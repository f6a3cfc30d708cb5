//! Profiles: flexible, caller-defined records built from claims.
//!
//! A profile hangs off a *pointer* identity. The user links to the pointer
//! with `user --ProfilePointer--> pointer`, and every field is a claim
//! `pointer --field--> value`. Reading a profile folds those field claims
//! into a flat `field display name → value display name` map.

use std::collections::BTreeMap;

use serde::{Deserialize, Serialize};

use crate::types::Identity;

/// A reconstructed profile. Read-only projection; holds no references into
/// the store.
#[derive(Debug, Clone, Default, Serialize, Deserialize, PartialEq, Eq)]
#[serde(transparent)]
pub struct Profile {
    fields: BTreeMap<String, String>,
}

impl Profile {
    pub fn new() -> Self {
        Self::default()
    }

    /// Fold `(field, value)` identity pairs into a profile.
    ///
    /// Two pairs with the same field display name collide; the later one wins.
    pub fn fold<'a>(pairs: impl IntoIterator<Item = (&'a Identity, &'a Identity)>) -> Self {
        let mut profile = Self::new();
        for (field, value) in pairs {
            profile.insert(&field.display_name, &value.display_name);
        }
        profile
    }

    /// Set `field` to `value`, returning the previous value.
    pub fn insert(&mut self, field: impl Into<String>, value: impl Into<String>) -> Option<String> {
        self.fields.insert(field.into(), value.into())
    }

    pub fn get(&self, field: &str) -> Option<&str> {
        self.fields.get(field).map(String::as_str)
    }

    pub fn len(&self) -> usize {
        self.fields.len()
    }

    pub fn is_empty(&self) -> bool {
        self.fields.is_empty()
    }

    /// Fields in name order.
    pub fn iter(&self) -> impl Iterator<Item = (&str, &str)> {
        self.fields.iter().map(|(k, v)| (k.as_str(), v.as_str()))
    }
}

impl<K: Into<String>, V: Into<String>> FromIterator<(K, V)> for Profile {
    fn from_iter<I: IntoIterator<Item = (K, V)>>(iter: I) -> Self {
        let mut profile = Self::new();
        for (k, v) in iter {
            profile.insert(k, v);
        }
        profile
    }
}

/// One field to write into a profile: the field identity and the value
/// identity, each by display name with the description used if it has to be
/// created. Existing identities are reused by name.
#[derive(Debug, Clone, Serialize, Deserialize, PartialEq, Eq)]
pub struct ProfileField {
    pub field: String,
    #[serde(default)]
    pub field_description: String,
    pub value: String,
    #[serde(default)]
    pub value_description: String,
}

impl ProfileField {
    pub fn new(field: impl Into<String>, value: impl Into<String>) -> Self {
        Self {
            field: field.into(),
            field_description: String::new(),
            value: value.into(),
            value_description: String::new(),
        }
    }

    pub fn describe(
        mut self,
        field_description: impl Into<String>,
        value_description: impl Into<String>,
    ) -> Self {
        self.field_description = field_description.into();
        self.value_description = value_description.into();
        self
    }
}

/// Parses `FIELD=VALUE`. Only the first `=` splits, so values may contain `=`.
impl std::str::FromStr for ProfileField {
    type Err = String;
    fn from_str(s: &str) -> Result<Self, Self::Err> {
        match s.split_once('=') {
            Some((field, value)) if !field.trim().is_empty() && !value.trim().is_empty() => {
                Ok(ProfileField::new(field.trim(), value.trim()))
            }
            _ => Err(format!("invalid profile field {:?}; expected FIELD=VALUE", s)),
        }
    }
}

#[cfg(test)]
mod tests {
    use super::*;

    #[test]
    fn fold_maps_display_names() {
        let f1 = Identity::new("Favorite Ice Cream", "");
        let v1 = Identity::new("Superman", "");
        let f2 = Identity::new("Shoe Width", "");
        let v2 = Identity::new("Fred Flinstone", "");
        let p = Profile::fold([(&f1, &v1), (&f2, &v2)]);
        assert_eq!(p.len(), 2);
        assert_eq!(p.get("Favorite Ice Cream"), Some("Superman"));
        assert_eq!(p.get("Shoe Width"), Some("Fred Flinstone"));
    }

    #[test]
    fn fold_is_order_independent_for_distinct_fields() {
        let f1 = Identity::new("a", "");
        let v1 = Identity::new("1", "");
        let f2 = Identity::new("b", "");
        let v2 = Identity::new("2", "");
        assert_eq!(
            Profile::fold([(&f1, &v1), (&f2, &v2)]),
            Profile::fold([(&f2, &v2), (&f1, &v1)])
        );
    }

    #[test]
    fn colliding_field_names_last_wins() {
        let f = Identity::new("Color", "");
        let red = Identity::new("Red", "");
        let blue = Identity::new("Blue", "");
        let p = Profile::fold([(&f, &red), (&f, &blue)]);
        assert_eq!(p.len(), 1);
        assert_eq!(p.get("Color"), Some("Blue"));
    }

    #[test]
    fn serialises_as_flat_map() {
        let p: Profile = [("Worst Superhero", "Superman")].into_iter().collect();
        assert_eq!(
            serde_json::to_string(&p).unwrap(),
            r#"{"Worst Superhero":"Superman"}"#
        );
    }

    #[test]
    fn parse_field_assignment() {
        let f: ProfileField = "Shoe Width = Fred Flinstone".parse().unwrap();
        assert_eq!(f.field, "Shoe Width");
        assert_eq!(f.value, "Fred Flinstone");

        let f: ProfileField = "eq=a=b".parse().unwrap();
        assert_eq!(f.value, "a=b");

        assert!("novalue=".parse::<ProfileField>().is_err());
        assert!("no separator".parse::<ProfileField>().is_err());
    }
}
= = = =
ACTIVITY | Within the listing above, tally the lines where the word "pairs" occurs and write only the total.

EXERCISE SOLUTION | 4